Task item: A bare number is all that is needed: how many lines below contain the string "ScoreEngine"?

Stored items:
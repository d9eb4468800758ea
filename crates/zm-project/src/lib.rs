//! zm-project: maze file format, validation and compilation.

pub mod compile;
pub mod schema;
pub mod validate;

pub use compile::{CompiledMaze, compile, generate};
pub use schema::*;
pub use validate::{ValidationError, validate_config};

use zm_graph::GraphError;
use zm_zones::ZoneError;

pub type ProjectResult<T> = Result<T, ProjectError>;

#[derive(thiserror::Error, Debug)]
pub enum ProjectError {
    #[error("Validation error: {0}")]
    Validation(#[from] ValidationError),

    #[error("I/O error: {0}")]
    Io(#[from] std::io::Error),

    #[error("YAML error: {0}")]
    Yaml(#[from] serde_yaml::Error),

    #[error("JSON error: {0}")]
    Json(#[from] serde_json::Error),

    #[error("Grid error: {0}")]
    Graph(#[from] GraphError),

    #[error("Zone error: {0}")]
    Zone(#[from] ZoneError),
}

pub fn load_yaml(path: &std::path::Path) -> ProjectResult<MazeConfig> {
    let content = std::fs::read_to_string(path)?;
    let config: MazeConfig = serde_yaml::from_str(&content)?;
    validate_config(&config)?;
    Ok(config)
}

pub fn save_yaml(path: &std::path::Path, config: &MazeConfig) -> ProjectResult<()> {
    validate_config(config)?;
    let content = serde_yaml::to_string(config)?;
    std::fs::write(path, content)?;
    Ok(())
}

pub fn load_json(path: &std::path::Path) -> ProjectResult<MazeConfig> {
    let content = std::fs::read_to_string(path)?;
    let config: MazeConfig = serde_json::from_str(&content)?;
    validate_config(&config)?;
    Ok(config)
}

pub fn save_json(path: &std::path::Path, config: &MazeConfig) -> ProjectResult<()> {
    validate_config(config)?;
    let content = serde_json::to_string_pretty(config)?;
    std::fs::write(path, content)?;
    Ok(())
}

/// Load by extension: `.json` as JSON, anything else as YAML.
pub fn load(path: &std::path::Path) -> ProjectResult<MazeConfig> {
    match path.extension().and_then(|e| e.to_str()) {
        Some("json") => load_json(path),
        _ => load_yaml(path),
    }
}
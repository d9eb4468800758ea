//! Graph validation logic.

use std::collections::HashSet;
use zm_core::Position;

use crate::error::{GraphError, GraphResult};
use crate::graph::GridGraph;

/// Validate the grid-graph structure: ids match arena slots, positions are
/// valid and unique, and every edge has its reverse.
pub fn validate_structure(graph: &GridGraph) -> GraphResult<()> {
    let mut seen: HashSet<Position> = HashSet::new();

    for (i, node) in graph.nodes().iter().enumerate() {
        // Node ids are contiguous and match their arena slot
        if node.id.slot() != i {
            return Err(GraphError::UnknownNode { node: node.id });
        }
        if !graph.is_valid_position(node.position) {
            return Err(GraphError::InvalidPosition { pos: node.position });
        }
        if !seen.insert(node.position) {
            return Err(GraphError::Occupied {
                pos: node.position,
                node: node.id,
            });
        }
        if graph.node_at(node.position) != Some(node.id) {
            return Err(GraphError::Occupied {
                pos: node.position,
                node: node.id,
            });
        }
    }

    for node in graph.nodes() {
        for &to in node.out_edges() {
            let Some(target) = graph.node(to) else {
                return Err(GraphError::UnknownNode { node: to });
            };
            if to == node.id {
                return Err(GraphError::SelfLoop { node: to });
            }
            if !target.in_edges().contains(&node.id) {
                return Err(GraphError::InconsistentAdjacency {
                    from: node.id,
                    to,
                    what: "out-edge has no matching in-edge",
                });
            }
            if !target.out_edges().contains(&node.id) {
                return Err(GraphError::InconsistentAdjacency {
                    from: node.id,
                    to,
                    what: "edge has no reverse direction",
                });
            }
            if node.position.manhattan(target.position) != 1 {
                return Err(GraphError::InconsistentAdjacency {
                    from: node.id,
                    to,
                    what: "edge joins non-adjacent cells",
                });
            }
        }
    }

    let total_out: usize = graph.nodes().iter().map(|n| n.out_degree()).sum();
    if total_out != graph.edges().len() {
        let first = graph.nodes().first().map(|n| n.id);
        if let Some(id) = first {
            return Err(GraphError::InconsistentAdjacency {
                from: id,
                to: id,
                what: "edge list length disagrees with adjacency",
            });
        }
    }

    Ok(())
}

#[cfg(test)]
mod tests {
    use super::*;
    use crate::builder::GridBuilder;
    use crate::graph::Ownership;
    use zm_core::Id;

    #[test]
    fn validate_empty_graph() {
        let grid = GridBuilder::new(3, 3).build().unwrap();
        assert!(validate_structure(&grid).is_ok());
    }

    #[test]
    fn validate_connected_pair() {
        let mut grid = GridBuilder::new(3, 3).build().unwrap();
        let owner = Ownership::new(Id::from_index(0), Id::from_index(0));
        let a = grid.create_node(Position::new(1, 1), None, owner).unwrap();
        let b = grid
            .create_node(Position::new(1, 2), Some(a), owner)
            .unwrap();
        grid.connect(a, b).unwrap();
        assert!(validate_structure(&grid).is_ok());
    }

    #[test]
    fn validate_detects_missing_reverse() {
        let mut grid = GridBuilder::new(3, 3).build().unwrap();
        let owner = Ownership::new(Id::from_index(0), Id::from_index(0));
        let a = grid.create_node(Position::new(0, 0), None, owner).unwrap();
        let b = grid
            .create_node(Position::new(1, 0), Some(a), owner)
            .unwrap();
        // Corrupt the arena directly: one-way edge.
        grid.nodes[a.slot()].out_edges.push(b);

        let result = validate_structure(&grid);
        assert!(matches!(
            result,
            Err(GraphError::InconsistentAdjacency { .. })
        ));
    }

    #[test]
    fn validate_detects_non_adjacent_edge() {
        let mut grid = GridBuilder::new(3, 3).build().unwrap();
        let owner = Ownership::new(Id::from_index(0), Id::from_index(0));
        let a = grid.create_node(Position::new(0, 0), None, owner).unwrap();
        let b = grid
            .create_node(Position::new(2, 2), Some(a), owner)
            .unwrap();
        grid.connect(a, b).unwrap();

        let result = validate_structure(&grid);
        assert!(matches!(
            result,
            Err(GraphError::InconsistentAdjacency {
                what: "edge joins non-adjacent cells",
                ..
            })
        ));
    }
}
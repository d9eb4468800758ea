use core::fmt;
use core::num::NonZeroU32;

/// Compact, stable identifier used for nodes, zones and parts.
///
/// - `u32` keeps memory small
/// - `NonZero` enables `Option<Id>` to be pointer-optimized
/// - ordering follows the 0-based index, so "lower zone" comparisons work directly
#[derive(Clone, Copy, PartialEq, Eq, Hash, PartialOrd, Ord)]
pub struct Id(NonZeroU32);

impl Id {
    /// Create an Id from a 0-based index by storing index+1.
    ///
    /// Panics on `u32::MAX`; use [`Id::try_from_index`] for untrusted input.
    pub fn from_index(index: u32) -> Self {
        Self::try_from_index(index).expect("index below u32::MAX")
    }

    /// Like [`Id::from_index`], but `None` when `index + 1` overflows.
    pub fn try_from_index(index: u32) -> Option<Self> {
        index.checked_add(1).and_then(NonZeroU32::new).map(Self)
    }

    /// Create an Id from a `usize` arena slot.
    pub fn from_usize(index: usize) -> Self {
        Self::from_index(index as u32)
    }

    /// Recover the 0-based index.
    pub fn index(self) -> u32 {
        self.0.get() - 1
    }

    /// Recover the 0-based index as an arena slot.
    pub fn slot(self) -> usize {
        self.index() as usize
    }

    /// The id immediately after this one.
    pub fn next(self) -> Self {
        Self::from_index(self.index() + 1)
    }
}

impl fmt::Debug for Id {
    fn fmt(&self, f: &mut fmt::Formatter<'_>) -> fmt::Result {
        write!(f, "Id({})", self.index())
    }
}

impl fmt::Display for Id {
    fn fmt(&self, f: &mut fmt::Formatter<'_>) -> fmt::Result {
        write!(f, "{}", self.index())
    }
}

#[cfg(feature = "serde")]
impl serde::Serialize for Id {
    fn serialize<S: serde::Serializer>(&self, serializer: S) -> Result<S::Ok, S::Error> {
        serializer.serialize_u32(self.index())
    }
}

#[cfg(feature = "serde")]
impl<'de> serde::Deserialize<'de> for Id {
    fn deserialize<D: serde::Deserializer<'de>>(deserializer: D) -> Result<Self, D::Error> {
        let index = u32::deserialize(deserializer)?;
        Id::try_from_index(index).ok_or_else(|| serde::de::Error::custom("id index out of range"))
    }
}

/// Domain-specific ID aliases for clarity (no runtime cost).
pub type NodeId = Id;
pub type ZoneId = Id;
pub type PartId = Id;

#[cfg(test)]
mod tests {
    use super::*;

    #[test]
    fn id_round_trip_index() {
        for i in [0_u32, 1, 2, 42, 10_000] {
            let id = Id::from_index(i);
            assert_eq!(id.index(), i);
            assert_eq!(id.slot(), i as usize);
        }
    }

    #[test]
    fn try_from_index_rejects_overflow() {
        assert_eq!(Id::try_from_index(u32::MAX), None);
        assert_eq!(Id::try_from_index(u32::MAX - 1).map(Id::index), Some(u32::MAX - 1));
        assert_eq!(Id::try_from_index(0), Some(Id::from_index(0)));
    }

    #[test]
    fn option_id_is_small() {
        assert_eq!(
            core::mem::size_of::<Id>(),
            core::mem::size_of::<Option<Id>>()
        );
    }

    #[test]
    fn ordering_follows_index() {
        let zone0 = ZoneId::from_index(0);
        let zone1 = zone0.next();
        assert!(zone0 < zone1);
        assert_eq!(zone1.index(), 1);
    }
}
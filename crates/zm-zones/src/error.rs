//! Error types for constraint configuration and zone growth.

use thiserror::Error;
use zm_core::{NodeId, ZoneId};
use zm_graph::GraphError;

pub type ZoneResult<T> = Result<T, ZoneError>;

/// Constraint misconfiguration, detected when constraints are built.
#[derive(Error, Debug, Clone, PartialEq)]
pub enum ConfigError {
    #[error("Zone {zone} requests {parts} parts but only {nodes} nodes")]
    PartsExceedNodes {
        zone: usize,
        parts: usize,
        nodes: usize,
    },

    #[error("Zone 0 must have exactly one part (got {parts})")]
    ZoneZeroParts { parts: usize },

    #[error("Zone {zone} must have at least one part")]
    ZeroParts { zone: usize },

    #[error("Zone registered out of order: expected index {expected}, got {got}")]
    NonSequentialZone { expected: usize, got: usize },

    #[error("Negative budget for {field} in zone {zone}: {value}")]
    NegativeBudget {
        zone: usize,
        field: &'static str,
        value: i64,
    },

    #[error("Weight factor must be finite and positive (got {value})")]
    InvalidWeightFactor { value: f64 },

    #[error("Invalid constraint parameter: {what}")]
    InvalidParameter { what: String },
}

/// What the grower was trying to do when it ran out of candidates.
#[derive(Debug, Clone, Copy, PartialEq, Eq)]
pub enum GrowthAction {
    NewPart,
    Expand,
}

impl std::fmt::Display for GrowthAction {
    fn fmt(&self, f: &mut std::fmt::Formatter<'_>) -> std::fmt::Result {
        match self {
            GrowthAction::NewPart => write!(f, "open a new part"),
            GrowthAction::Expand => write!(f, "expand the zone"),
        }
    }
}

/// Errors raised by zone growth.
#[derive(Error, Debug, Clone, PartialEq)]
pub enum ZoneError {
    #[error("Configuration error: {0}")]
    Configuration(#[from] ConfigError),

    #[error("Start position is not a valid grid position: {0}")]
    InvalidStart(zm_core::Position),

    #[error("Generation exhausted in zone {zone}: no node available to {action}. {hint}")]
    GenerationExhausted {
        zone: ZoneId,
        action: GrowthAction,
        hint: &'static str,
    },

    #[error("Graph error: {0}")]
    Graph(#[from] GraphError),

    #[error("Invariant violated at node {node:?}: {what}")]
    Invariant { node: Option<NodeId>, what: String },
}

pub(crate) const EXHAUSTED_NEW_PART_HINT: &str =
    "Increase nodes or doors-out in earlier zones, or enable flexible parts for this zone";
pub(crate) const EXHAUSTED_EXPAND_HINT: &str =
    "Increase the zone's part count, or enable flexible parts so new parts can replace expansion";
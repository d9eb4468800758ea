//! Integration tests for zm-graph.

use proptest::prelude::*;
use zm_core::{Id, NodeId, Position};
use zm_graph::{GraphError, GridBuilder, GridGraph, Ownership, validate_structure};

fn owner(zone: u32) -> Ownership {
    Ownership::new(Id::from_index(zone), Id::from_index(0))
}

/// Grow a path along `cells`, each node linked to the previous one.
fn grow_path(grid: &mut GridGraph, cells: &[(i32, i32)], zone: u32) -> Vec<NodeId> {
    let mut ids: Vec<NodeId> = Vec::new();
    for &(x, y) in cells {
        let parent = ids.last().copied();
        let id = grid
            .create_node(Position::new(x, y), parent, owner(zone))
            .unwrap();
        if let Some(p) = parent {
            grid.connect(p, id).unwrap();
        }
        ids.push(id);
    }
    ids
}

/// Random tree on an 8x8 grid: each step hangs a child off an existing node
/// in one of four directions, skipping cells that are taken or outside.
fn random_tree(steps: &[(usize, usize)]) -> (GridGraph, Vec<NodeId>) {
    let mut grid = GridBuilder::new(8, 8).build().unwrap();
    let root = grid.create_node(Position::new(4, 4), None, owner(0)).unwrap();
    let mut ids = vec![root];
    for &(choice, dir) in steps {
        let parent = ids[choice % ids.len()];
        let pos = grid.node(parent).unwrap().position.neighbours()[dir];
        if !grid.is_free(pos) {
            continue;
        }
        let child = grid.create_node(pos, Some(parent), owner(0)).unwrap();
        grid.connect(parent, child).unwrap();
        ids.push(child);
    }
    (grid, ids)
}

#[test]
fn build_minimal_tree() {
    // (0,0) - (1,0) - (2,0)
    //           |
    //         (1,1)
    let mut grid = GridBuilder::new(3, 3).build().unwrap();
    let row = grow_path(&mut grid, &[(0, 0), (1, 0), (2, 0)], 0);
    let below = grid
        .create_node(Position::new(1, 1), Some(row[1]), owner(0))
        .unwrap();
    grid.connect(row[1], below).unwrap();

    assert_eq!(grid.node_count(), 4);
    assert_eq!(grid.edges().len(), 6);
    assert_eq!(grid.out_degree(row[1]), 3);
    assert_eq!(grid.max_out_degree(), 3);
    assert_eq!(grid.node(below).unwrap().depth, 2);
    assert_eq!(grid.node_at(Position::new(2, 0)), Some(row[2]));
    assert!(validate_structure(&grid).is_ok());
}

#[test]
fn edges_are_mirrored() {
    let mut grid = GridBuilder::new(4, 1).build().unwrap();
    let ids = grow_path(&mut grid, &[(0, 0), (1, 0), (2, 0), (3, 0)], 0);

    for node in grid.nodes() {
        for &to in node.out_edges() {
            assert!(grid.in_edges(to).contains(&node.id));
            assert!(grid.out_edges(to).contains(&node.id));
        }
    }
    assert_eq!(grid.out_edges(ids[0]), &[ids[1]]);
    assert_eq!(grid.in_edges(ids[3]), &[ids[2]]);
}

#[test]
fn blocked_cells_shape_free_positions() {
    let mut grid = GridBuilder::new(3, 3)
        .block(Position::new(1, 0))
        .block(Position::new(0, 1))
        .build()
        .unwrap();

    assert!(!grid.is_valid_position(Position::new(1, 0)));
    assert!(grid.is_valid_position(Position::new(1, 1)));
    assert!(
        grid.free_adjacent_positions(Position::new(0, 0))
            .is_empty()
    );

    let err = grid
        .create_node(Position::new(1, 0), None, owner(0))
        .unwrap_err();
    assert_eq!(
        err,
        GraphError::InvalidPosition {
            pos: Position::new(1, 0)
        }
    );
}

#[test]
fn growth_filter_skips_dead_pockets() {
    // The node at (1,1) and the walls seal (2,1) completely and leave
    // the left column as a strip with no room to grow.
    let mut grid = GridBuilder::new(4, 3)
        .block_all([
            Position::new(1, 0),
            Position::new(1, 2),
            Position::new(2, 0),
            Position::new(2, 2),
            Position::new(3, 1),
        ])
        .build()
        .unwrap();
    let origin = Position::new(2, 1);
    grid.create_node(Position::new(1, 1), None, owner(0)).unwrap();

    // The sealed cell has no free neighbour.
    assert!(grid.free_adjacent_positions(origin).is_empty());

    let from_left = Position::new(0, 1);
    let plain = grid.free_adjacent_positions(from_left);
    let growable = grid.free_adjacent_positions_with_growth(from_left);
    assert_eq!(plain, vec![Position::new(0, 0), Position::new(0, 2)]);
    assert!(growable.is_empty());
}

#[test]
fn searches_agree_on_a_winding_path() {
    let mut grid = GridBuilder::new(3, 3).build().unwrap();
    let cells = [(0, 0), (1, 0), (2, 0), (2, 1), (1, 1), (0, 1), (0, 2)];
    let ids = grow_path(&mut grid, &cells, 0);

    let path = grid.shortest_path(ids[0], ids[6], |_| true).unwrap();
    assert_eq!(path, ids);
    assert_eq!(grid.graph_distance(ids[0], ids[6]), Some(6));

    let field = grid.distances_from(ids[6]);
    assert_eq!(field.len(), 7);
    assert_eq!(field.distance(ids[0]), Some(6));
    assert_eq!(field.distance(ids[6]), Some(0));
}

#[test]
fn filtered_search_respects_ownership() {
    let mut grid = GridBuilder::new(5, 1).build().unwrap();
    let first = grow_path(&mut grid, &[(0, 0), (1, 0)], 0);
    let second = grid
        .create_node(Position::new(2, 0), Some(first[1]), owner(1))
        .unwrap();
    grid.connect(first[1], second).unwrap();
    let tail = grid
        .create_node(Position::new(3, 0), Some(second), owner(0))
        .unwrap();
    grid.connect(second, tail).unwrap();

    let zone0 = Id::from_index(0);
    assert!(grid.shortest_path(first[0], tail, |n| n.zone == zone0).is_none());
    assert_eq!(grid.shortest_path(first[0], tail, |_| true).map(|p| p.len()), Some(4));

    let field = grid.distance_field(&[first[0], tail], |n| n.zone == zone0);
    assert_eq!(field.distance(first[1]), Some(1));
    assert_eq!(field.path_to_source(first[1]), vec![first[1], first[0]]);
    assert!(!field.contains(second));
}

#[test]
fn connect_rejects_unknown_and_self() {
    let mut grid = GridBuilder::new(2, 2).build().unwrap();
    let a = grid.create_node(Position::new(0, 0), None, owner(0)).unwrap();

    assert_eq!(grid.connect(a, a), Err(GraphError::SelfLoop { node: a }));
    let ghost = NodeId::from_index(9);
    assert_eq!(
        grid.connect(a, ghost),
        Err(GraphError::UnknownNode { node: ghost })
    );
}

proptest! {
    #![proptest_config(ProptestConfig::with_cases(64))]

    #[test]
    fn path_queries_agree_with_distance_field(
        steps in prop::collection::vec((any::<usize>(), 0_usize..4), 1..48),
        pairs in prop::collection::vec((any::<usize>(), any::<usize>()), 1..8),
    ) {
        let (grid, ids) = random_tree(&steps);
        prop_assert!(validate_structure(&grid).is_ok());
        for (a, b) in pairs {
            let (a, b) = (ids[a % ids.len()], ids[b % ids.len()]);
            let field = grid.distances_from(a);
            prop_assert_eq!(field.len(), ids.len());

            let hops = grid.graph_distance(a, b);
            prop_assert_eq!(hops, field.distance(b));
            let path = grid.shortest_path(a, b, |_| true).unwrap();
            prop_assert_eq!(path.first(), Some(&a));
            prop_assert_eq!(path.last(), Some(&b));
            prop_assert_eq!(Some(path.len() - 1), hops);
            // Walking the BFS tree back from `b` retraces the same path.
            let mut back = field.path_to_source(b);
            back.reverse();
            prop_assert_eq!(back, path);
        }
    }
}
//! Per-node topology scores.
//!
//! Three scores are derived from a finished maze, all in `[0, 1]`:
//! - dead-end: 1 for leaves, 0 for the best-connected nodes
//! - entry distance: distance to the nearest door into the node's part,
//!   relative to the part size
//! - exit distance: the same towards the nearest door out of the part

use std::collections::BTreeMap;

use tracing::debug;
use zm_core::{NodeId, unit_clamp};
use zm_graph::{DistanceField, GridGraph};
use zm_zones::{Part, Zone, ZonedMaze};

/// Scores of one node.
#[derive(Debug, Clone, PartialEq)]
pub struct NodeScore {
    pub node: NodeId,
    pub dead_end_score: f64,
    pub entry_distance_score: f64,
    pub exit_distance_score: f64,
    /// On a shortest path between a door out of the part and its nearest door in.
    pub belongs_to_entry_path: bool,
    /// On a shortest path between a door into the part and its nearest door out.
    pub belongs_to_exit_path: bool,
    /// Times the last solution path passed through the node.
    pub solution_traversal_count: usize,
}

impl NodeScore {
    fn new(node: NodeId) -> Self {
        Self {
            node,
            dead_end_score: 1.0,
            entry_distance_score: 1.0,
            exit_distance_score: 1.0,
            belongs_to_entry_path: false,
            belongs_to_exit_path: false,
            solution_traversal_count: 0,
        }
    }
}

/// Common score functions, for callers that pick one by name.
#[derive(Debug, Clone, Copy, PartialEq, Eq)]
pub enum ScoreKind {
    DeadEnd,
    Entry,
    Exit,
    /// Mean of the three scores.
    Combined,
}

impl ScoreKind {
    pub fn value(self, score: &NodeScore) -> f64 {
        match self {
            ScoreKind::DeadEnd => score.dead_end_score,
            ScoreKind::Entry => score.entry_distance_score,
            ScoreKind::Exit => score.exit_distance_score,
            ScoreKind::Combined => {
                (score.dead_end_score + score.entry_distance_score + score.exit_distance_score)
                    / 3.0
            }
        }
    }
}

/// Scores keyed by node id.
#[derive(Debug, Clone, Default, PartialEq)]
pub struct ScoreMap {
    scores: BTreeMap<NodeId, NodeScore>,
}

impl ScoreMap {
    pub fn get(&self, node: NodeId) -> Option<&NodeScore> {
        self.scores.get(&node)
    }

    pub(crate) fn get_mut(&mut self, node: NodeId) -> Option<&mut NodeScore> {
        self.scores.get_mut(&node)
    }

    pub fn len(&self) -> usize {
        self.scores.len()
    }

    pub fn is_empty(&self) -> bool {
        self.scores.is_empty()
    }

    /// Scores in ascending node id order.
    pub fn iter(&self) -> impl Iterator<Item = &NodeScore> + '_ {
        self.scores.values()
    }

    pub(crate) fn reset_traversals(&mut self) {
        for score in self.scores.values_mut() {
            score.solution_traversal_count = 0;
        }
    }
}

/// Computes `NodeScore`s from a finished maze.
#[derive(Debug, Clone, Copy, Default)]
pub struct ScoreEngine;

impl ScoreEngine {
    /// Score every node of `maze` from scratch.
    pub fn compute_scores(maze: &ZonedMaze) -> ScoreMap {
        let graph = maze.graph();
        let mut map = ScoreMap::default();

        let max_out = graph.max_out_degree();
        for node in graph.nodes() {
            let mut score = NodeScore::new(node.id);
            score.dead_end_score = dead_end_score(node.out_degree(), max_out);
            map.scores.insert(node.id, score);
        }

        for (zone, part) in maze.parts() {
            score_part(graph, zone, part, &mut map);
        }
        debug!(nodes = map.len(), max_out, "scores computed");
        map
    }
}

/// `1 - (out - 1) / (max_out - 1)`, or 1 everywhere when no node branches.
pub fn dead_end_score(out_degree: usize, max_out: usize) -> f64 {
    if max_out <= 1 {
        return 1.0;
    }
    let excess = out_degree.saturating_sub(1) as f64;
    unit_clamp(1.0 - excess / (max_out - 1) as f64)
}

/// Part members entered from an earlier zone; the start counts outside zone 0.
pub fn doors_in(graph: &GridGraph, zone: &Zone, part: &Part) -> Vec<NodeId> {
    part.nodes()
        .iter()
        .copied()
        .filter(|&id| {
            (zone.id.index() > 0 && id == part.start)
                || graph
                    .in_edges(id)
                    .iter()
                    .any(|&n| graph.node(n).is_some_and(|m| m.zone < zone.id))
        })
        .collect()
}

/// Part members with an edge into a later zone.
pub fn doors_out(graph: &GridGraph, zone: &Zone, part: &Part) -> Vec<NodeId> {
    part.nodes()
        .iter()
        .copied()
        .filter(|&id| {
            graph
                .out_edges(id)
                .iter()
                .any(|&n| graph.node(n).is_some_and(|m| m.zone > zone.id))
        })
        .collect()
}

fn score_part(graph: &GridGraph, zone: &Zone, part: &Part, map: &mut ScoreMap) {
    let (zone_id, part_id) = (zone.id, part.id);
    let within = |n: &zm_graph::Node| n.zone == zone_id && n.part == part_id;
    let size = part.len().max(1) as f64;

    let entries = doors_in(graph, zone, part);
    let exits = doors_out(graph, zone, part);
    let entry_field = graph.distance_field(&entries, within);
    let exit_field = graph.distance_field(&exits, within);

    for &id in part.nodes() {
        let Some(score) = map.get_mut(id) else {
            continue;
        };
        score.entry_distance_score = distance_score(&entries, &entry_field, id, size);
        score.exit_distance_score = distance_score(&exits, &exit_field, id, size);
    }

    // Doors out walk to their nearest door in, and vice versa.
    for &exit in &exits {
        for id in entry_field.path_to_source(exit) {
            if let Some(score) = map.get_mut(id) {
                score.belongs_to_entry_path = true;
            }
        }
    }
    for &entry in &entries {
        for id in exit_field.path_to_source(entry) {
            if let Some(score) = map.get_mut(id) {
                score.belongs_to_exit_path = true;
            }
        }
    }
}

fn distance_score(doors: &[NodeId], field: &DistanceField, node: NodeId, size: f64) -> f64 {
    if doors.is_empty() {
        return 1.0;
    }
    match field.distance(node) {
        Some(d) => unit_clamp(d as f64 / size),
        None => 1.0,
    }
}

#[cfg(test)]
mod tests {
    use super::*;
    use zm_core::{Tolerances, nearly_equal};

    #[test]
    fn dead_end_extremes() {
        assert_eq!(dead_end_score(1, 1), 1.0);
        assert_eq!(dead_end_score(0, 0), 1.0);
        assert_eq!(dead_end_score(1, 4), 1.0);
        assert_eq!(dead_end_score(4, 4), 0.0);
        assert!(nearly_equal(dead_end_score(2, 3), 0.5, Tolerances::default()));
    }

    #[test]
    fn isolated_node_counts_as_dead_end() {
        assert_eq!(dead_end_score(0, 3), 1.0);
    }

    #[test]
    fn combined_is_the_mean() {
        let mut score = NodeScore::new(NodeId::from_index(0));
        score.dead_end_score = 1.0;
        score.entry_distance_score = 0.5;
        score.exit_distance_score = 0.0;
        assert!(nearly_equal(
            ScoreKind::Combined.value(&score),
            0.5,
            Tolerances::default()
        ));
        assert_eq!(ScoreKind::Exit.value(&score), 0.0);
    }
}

Solution to this task: 2